Keep every line of the data below that has the string "angry" and present those lines.

Collected data entries:
--------
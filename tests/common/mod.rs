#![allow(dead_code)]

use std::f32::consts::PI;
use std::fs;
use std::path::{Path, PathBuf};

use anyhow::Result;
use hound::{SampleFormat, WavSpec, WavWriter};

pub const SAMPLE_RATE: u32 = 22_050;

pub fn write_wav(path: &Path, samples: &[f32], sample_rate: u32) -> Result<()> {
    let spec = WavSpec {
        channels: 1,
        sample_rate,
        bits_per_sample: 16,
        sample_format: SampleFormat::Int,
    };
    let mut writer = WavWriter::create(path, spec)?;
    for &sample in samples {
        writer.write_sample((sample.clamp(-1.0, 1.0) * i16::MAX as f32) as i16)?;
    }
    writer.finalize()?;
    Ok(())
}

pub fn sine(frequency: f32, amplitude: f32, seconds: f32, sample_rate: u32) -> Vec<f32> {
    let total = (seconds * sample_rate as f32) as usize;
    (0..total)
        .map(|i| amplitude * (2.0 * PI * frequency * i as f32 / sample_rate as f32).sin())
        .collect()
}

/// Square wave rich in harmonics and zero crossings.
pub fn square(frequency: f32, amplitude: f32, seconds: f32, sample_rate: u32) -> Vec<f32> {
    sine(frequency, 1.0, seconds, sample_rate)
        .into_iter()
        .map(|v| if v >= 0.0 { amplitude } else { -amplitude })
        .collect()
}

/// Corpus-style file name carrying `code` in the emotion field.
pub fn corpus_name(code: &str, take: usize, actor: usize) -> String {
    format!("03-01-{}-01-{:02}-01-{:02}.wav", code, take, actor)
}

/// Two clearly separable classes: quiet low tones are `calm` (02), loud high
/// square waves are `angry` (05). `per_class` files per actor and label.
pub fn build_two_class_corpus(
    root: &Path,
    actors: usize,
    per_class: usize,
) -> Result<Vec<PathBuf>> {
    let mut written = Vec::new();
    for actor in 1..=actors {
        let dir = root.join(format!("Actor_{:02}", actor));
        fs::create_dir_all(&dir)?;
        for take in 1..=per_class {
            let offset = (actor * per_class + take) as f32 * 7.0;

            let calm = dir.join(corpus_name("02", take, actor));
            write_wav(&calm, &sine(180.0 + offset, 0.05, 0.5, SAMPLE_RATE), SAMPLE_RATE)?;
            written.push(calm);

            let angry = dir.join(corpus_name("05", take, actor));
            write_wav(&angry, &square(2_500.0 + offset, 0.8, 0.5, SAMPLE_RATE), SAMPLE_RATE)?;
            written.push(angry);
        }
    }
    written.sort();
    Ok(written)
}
--------
→ **SOLUTION TO THE PROBLEM**
/// square waves are `angry` (05). `per_class` files per actor and label.
            let angry = dir.join(corpus_name("05", take, actor));
            write_wav(&angry, &square(2_500.0 + offset, 0.8, 0.5, SAMPLE_RATE), SAMPLE_RATE)?;
            written.push(angry);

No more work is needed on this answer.